Growing demands are causing increased pressure on the electricity infrastructure and perpetually escalated energy prices. Typically, there are daily and seasonal demand fluctuations oscillating between excessive- peak and equally excessive-low demands. Peak demands, at times, are causing congestions on the transmission and distribution network associated with compromised quality, risk of outages and high-priced energy supply. Expensive-to-run power plants are usually operated for short periods of time to meet peak demands what makes their operation even more expensive. Low-demands, usually supplied by base-load power stations, could be driving the electrical capacity and network to be operated well below a sustainable economic feasibility.
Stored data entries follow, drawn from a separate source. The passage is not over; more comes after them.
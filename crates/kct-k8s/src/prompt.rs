use std::io::{self, BufRead, Stderr, StdinLock, Write};

/// Source of answers for values missing from the connection config
pub trait Prompter {
    /// Ask for `label`. Returns `None` for a blank answer or closed input.
    fn prompt(&mut self, label: &str) -> io::Result<Option<String>>;
}

/// Line-based prompter over a reader and writer
///
/// Prompts go to the writer without a trailing newline; each answer is one
/// line of input with surrounding whitespace removed.
pub struct StdioPrompter<R, W> {
    input: R,
    output: W,
}

impl<R: BufRead, W: Write> StdioPrompter<R, W> {
    pub fn new(input: R, output: W) -> Self {
        Self { input, output }
    }

    pub fn into_output(self) -> W {
        self.output
    }
}

impl StdioPrompter<StdinLock<'static>, Stderr> {
    /// Prompt on standard error, read answers from standard input
    pub fn stdio() -> Self {
        Self::new(io::stdin().lock(), io::stderr())
    }
}

impl<R: BufRead, W: Write> Prompter for StdioPrompter<R, W> {
    fn prompt(&mut self, label: &str) -> io::Result<Option<String>> {
        write!(self.output, "{}: ", label)?;
        self.output.flush()?;

        let mut line = String::new();
        if self.input.read_line(&mut line)? == 0 {
            return Ok(None);
        }
        let answer = line.trim();
        Ok((!answer.is_empty()).then(|| answer.to_string()))
    }
}
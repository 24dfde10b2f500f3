//! Command-line overrides layered over kubeconfig values

use std::fmt;
use std::time::Duration;

use kube::config::{
    AuthInfo, Cluster, Context, KubeConfigOptions, Kubeconfig, NamedAuthInfo, NamedCluster,
    NamedContext,
};

/// Name given to the context, cluster and user synthesised when no
/// kubeconfig supplies one
pub(crate) const SYNTHETIC_NAME: &str = "kube-client-template";

/// Connection fields that take precedence over the kubeconfig
#[derive(Clone, Default, PartialEq, Eq)]
pub struct KubeOverrides {
    pub context: Option<String>,
    pub cluster: Option<String>,
    pub user: Option<String>,
    pub namespace: Option<String>,

    // Cluster
    pub server: Option<String>,
    pub certificate_authority: Option<String>,
    pub insecure_skip_tls_verify: Option<bool>,
    pub tls_server_name: Option<String>,

    // Auth
    pub token: Option<String>,
    pub username: Option<String>,
    pub password: Option<String>,
    pub client_certificate: Option<String>,
    pub client_key: Option<String>,
    pub impersonate: Option<String>,
    pub impersonate_groups: Vec<String>,

    /// Per-request read timeout; zero removes the read timeout
    pub request_timeout: Option<Duration>,
}

impl fmt::Debug for KubeOverrides {
    fn fmt(&self, f: &mut fmt::Formatter<'_>) -> fmt::Result {
        let redacted = |v: &Option<String>| v.as_ref().map(|_| "<redacted>");
        f.debug_struct("KubeOverrides")
            .field("context", &self.context)
            .field("cluster", &self.cluster)
            .field("user", &self.user)
            .field("namespace", &self.namespace)
            .field("server", &self.server)
            .field("certificate_authority", &self.certificate_authority)
            .field("insecure_skip_tls_verify", &self.insecure_skip_tls_verify)
            .field("tls_server_name", &self.tls_server_name)
            .field("token", &redacted(&self.token))
            .field("username", &self.username)
            .field("password", &redacted(&self.password))
            .field("client_certificate", &self.client_certificate)
            .field("client_key", &self.client_key)
            .field("impersonate", &self.impersonate)
            .field("impersonate_groups", &self.impersonate_groups)
            .field("request_timeout", &self.request_timeout)
            .finish()
    }
}

impl KubeOverrides {
    fn has_cluster_fields(&self) -> bool {
        self.server.is_some()
            || self.certificate_authority.is_some()
            || self.insecure_skip_tls_verify.is_some()
            || self.tls_server_name.is_some()
    }

    fn has_auth_fields(&self) -> bool {
        self.token.is_some()
            || self.username.is_some()
            || self.password.is_some()
            || self.client_certificate.is_some()
            || self.client_key.is_some()
            || self.impersonate.is_some()
            || !self.impersonate_groups.is_empty()
    }

    /// Patch `kubeconfig` in place and return the options selecting the
    /// patched context
    ///
    /// An empty kubeconfig gets a synthetic context so that overrides alone
    /// can describe a cluster. When no context can be determined at all the
    /// kubeconfig is left untouched and loading reports the problem.
    pub fn apply(&self, kubeconfig: &mut Kubeconfig) -> KubeConfigOptions {
        let mut options = KubeConfigOptions {
            context: self.context.clone(),
            cluster: self.cluster.clone(),
            user: self.user.clone(),
        };

        let context_name = match self
            .context
            .clone()
            .or_else(|| kubeconfig.current_context.clone())
        {
            Some(name) => name,
            None if kubeconfig.contexts.is_empty() => {
                kubeconfig.contexts.push(NamedContext {
                    name: SYNTHETIC_NAME.to_string(),
                    context: Some(Context {
                        cluster: SYNTHETIC_NAME.to_string(),
                        user: Some(SYNTHETIC_NAME.to_string()),
                        ..Default::default()
                    }),
                });
                kubeconfig.current_context = Some(SYNTHETIC_NAME.to_string());
                SYNTHETIC_NAME.to_string()
            }
            None => return options,
        };
        options.context = Some(context_name.clone());

        let Some(context) = kubeconfig
            .contexts
            .iter_mut()
            .find(|c| c.name == context_name)
            .and_then(|c| c.context.as_mut())
        else {
            return options;
        };

        if let Some(cluster) = &self.cluster {
            context.cluster = cluster.clone();
        }
        if let Some(user) = &self.user {
            context.user = Some(user.clone());
        }
        if let Some(namespace) = &self.namespace {
            context.namespace = Some(namespace.clone());
        }
        if context.user.is_none() && self.has_auth_fields() {
            context.user = Some(context_name.clone());
        }

        let cluster_name = context.cluster.clone();
        let user_name = context.user.clone();

        if self.has_cluster_fields() {
            self.patch_cluster(cluster_entry(kubeconfig, &cluster_name));
        }
        if let Some(user_name) = user_name.filter(|_| self.has_auth_fields()) {
            self.patch_auth(auth_entry(kubeconfig, &user_name));
        }

        options
    }

    fn patch_cluster(&self, cluster: &mut Cluster) {
        if let Some(server) = &self.server {
            cluster.server = Some(server.clone());
        }
        if let Some(ca) = &self.certificate_authority {
            cluster.certificate_authority = Some(ca.clone());
            cluster.certificate_authority_data = None;
        }
        if let Some(insecure) = self.insecure_skip_tls_verify {
            cluster.insecure_skip_tls_verify = Some(insecure);
            // A CA bundle and skip-verify are mutually exclusive
            if insecure {
                cluster.certificate_authority = None;
                cluster.certificate_authority_data = None;
            }
        }
        if let Some(name) = &self.tls_server_name {
            cluster.tls_server_name = Some(name.clone());
        }
    }

    fn patch_auth(&self, auth: &mut AuthInfo) {
        if let Some(token) = &self.token {
            auth.token = Some(token.clone().into());
            auth.token_file = None;
        }
        if let Some(username) = &self.username {
            auth.username = Some(username.clone());
        }
        if let Some(password) = &self.password {
            auth.password = Some(password.clone().into());
        }
        if let Some(cert) = &self.client_certificate {
            auth.client_certificate = Some(cert.clone());
            auth.client_certificate_data = None;
        }
        if let Some(key) = &self.client_key {
            auth.client_key = Some(key.clone());
            auth.client_key_data = None;
        }
        if let Some(user) = &self.impersonate {
            auth.impersonate = Some(user.clone());
        }
        if !self.impersonate_groups.is_empty() {
            auth.impersonate_groups = Some(self.impersonate_groups.clone());
        }
    }
}
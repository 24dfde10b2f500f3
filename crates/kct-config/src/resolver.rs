use std::ffi::OsString;
use std::fs;
use std::path::{Path, PathBuf};

use tracing::debug;

use crate::error::ConfigError;
use crate::settings::Settings;

/// Settings file extensions, in lookup order
pub const EXTENSIONS: &[&str] = &["yaml", "yml", "toml", "json"];

/// Outcome of settings resolution
#[derive(Debug, Default)]
pub struct ResolvedSettings {
    /// Merged settings (file, then environment)
    pub settings: Settings,

    /// The file that was loaded, if any
    pub source: Option<PathBuf>,

    /// Why a located file could not be used
    pub error: Option<ConfigError>,
}

/// Locates and loads the optional settings file
#[derive(Clone, Debug)]
pub struct ConfigResolver {
    /// File stem without the leading dot, e.g. `kube-client-template`
    name: String,
    search_dirs: Vec<PathBuf>,
    env_prefix: String,
}

impl ConfigResolver {
    /// Create a resolver for `.<name>.<ext>` in the home directory, then the
    /// current working directory
    pub fn new(name: &str) -> Self {
        let mut search_dirs = Vec::new();
        if let Some(home) = dirs::home_dir() {
            search_dirs.push(home);
        }
        search_dirs.push(PathBuf::from("."));

        Self {
            name: name.to_string(),
            search_dirs,
            env_prefix: format!("{}_", name.to_ascii_uppercase().replace('-', "_")),
        }
    }

    /// Replace the directories searched when no explicit file is usable
    pub fn with_search_dirs(mut self, dirs: Vec<PathBuf>) -> Self {
        self.search_dirs = dirs;
        self
    }

    /// Prefix of environment variables overlaid onto the settings
    pub fn env_prefix(&self) -> &str {
        &self.env_prefix
    }

    /// Find the settings file to load
    ///
    /// An explicit path is used when it exists; otherwise the search
    /// directories are tried in order.
    pub fn locate(&self, explicit: Option<&Path>) -> Option<PathBuf> {
        if let Some(path) = explicit {
            if path.is_file() {
                return Some(path.to_path_buf());
            }
            debug!(path = %path.display(), "explicit settings file not found, searching defaults");
        }

        self.search_dirs.iter().find_map(|dir| {
            EXTENSIONS
                .iter()
                .map(|ext| dir.join(format!(".{}.{}", self.name, ext)))
                .find(|candidate| candidate.is_file())
        })
    }

    /// Locate, load and overlay the environment
    ///
    /// Never fails: a broken file yields default settings with the error
    /// recorded in [`ResolvedSettings::error`].
    pub fn resolve<I>(&self, explicit: Option<&Path>, env: I) -> ResolvedSettings
    where
        I: IntoIterator<Item = (String, String)>,
    {
        let mut resolved = ResolvedSettings::default();

        if let Some(path) = self.locate(explicit) {
            match load_file(&path) {
                Ok(settings) => {
                    resolved.settings = settings;
                    resolved.source = Some(path);
                }
                Err(e) => resolved.error = Some(e),
            }
        }

        resolved.settings.overlay_env(&self.env_prefix, env);
        resolved
    }
}

/// Keep the environment variables whose name and value are both valid UTF-8
///
/// Feed `std::env::vars_os()` through this; `std::env::vars()` panics on the
/// first non-UTF-8 entry.
pub fn unicode_vars<I>(vars: I) -> impl Iterator<Item = (String, String)>
where
    I: IntoIterator<Item = (OsString, OsString)>,
{
    vars.into_iter()
        .filter_map(|(name, value)| Some((name.into_string().ok()?, value.into_string().ok()?)))
}

/// Parse a settings file, choosing the format from its extension
///
/// Unknown extensions are read as YAML.
pub fn load_file(path: &Path) -> Result<Settings, ConfigError> {
    let content = fs::read_to_string(path).map_err(|source| ConfigError::Read {
        path: path.to_path_buf(),
        source,
    })?;

    if content.trim().is_empty() {
        return Ok(Settings::default());
    }

    let extension = path
        .extension()
        .and_then(|e| e.to_str())
        .map(|e| e.to_ascii_lowercase());

    match extension.as_deref() {
        Some("toml") => toml::from_str(&content).map_err(|source| ConfigError::Toml {
            path: path.to_path_buf(),
            source,
        }),
        Some("json") => serde_json::from_str(&content).map_err(|source| ConfigError::Json {
            path: path.to_path_buf(),
            source,
        }),
        _ => serde_yaml::from_str(&content).map_err(|source| ConfigError::Yaml {
            path: path.to_path_buf(),
            source,
        }),
    }
}

#[cfg(test)]
mod tests {
    use super::*;
    use tempfile::TempDir;

    const NAME: &str = "kube-client-template";

    fn resolver(dirs: &[&TempDir]) -> ConfigResolver {
        let dirs = dirs.iter().map(|d| d.path().to_path_buf()).collect();
        ConfigResolver::new(NAME).with_search_dirs(dirs)
    }

    fn write(dir: &TempDir, file: &str, content: &str) -> PathBuf {
        let path = dir.path().join(file);
        fs::write(&path, content).unwrap();
        path
    }

    #[test]
    fn test_env_prefix_from_name() {
        assert_eq!(ConfigResolver::new(NAME).env_prefix(), "KUBE_CLIENT_TEMPLATE_");
    }

    #[test]
    fn test_explicit_file_is_loaded() {
        let dir = TempDir::new().unwrap();
        let path = write(&dir, "custom.yaml", "namespace: staging\n");

        let resolved = resolver(&[]).resolve(Some(&path), Vec::new());

        assert_eq!(resolved.source, Some(path));
        assert_eq!(resolved.settings.namespace.as_deref(), Some("staging"));
        assert!(resolved.error.is_none());
    }

    #[test]
    fn test_missing_explicit_file_falls_back_to_search() {
        let home = TempDir::new().unwrap();
        let found = write(&home, ".kube-client-template.yaml", "context: kind\n");
        let missing = home.path().join("missing.yaml");

        let resolved = resolver(&[&home]).resolve(Some(&missing), Vec::new());

        assert_eq!(resolved.source, Some(found));
        assert_eq!(resolved.settings.context.as_deref(), Some("kind"));
        assert!(resolved.error.is_none());
    }

    #[test]
    fn test_missing_everything_gives_defaults() {
        let empty = TempDir::new().unwrap();
        let missing = empty.path().join("missing.yaml");

        let resolved = resolver(&[&empty]).resolve(Some(&missing), Vec::new());

        assert_eq!(resolved.source, None);
        assert_eq!(resolved.settings, Settings::default());
        assert!(resolved.error.is_none());
    }

    #[test]
    fn test_home_searched_before_working_dir() {
        let home = TempDir::new().unwrap();
        let cwd = TempDir::new().unwrap();
        let in_home = write(&home, ".kube-client-template.toml", "namespace = \"home\"\n");
        write(&cwd, ".kube-client-template.yaml", "namespace: cwd\n");

        let resolved = resolver(&[&home, &cwd]).resolve(None, Vec::new());

        assert_eq!(resolved.source, Some(in_home));
        assert_eq!(resolved.settings.namespace.as_deref(), Some("home"));
    }

    #[test]
    fn test_json_settings() {
        let dir = TempDir::new().unwrap();
        write(&dir, ".kube-client-template.json", r#"{"output": "json", "interactive": true}"#);

        let resolved = resolver(&[&dir]).resolve(None, Vec::new());

        assert_eq!(resolved.settings.output.as_deref(), Some("json"));
        assert_eq!(resolved.settings.interactive, Some(true));
    }

    #[test]
    fn test_parse_error_is_swallowed() {
        let dir = TempDir::new().unwrap();
        let path = write(&dir, ".kube-client-template.yaml", "namespace: [unterminated\n");

        let env = vec![("KUBE_CLIENT_TEMPLATE_NAMESPACE".to_string(), "from-env".to_string())];
        let resolved = resolver(&[&dir]).resolve(None, env);

        assert_eq!(resolved.source, None);
        assert_eq!(resolved.error.as_ref().map(|e| e.path()), Some(path.as_path()));
        assert!(matches!(resolved.error, Some(ConfigError::Yaml { .. })));
        assert_eq!(resolved.settings.namespace.as_deref(), Some("from-env"));
    }

    #[test]
    fn test_empty_file_is_valid() {
        let dir = TempDir::new().unwrap();
        let path = write(&dir, ".kube-client-template.yaml", "\n");

        let resolved = resolver(&[&dir]).resolve(None, Vec::new());

        assert_eq!(resolved.source, Some(path));
        assert_eq!(resolved.settings, Settings::default());
    }

    #[cfg(unix)]
    #[test]
    fn test_non_unicode_environment_is_skipped() {
        use std::os::unix::ffi::OsStringExt;

        let env = vec![
            (OsString::from("UNRELATED"), OsString::from_vec(vec![0xff, 0xfe])),
            (OsString::from_vec(b"KUBE_CLIENT_TEMPLATE_\xffUSER".to_vec()), OsString::from("x")),
            (OsString::from("KUBE_CLIENT_TEMPLATE_NAMESPACE"), OsString::from("from-env")),
        ];

        let resolved = resolver(&[]).resolve(None, unicode_vars(env));

        assert_eq!(resolved.settings.namespace.as_deref(), Some("from-env"));
        assert_eq!(resolved.settings.user, None);
        assert!(resolved.error.is_none());
    }
}
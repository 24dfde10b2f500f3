//! Rendering of the pod list for standard output

use anyhow::{Context, Result};
use chrono::{DateTime, Utc};
use comfy_table::{Table, presets::NOTHING};
use k8s_openapi::api::core::v1::Pod;
use kube::api::ObjectList;

use kct_k8s::pod_info;
use kct_types::{OutputFormat, PodInfo};

const HEADERS: [&str; 5] = ["NAME", "READY", "STATUS", "RESTARTS", "AGE"];
const WIDE_HEADERS: [&str; 2] = ["IP", "NODE"];

/// Spaces between table columns
const COLUMN_GAP: u16 = 3;

/// Render the list as returned by the API server
///
/// `json` and `yaml` print the list unmodified; `table` and `wide` print one
/// summary row per pod.
pub fn render(
    pods: &ObjectList<Pod>,
    format: OutputFormat,
    namespace: &str,
    now: DateTime<Utc>,
) -> Result<String> {
    match format {
        OutputFormat::Json => {
            let mut json = serde_json::to_string_pretty(pods).context("Failed to encode pods")?;
            json.push('\n');
            Ok(json)
        }
        OutputFormat::Yaml => serde_yaml::to_string(pods).context("Failed to encode pods"),
        OutputFormat::Table | OutputFormat::Wide => {
            let rows: Vec<PodInfo> = pods.items.iter().map(pod_info).collect();
            let wide = format == OutputFormat::Wide;
            Ok(render_table(&rows, wide, namespace, now))
        }
    }
}

fn render_table(pods: &[PodInfo], wide: bool, namespace: &str, now: DateTime<Utc>) -> String {
    if pods.is_empty() {
        return format!("No resources found in {} namespace.\n", namespace);
    }

    let mut table = Table::new();
    table.load_preset(NOTHING);

    let mut header: Vec<&str> = HEADERS.to_vec();
    if wide {
        header.extend(WIDE_HEADERS);
    }
    table.set_header(header);

    for pod in pods {
        let mut row = vec![
            pod.name.clone(),
            pod.ready_status(),
            pod.status.to_string(),
            pod.restarts().to_string(),
            pod.created
                .map(|created| format_age(now - created))
                .unwrap_or_else(|| "<unknown>".to_string()),
        ];
        if wide {
            row.push(pod.pod_ip.clone().unwrap_or_else(|| "<none>".to_string()));
            row.push(pod.node_name.clone().unwrap_or_else(|| "<none>".to_string()));
        }
        table.add_row(row);
    }

    for column in table.column_iter_mut() {
        column.set_padding((0, COLUMN_GAP));
    }

    // The last column keeps its padding; strip it along with blank separator lines
    let mut out = String::new();
    for line in table.lines() {
        let line = line.trim_end();
        if !line.is_empty() {
            out.push_str(line);
            out.push('\n');
        }
    }
    out
}

/// Format an age the way kubectl's short form does: 42s, 7m, 3h, 12d
fn format_age(age: chrono::Duration) -> String {
    let secs = age.num_seconds().max(0);
    match secs {
        s if s < 60 => format!("{}s", s),
        s if s < 3600 => format!("{}m", s / 60),
        s if s < 86_400 => format!("{}h", s / 3600),
        s => format!("{}d", s / 86_400),
    }
}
Spreading out the demand profile on a moderated level would achieve an improved utilization of the electrical infrastructure. This research presents a demand-side response scheme to be implemented at end-user’s premises contributing shifting loads to the right time of the day targeting spreading out the demand profile and allowing utilization of renewable energy sources. The technology uses programmable internet relays controlling appliance switches to operate loads automatically. The paper presents simulations of the economic model corresponding to the above described scheme representing an incentive-based demand response. In the simulation the impact of these programs on load shape and peak load magnitudes, financial benefit to users as well as reduction of energy consumption are shown. The results demonstrated more moderated load profile at lesser peak load magnitude and reduced energy cost.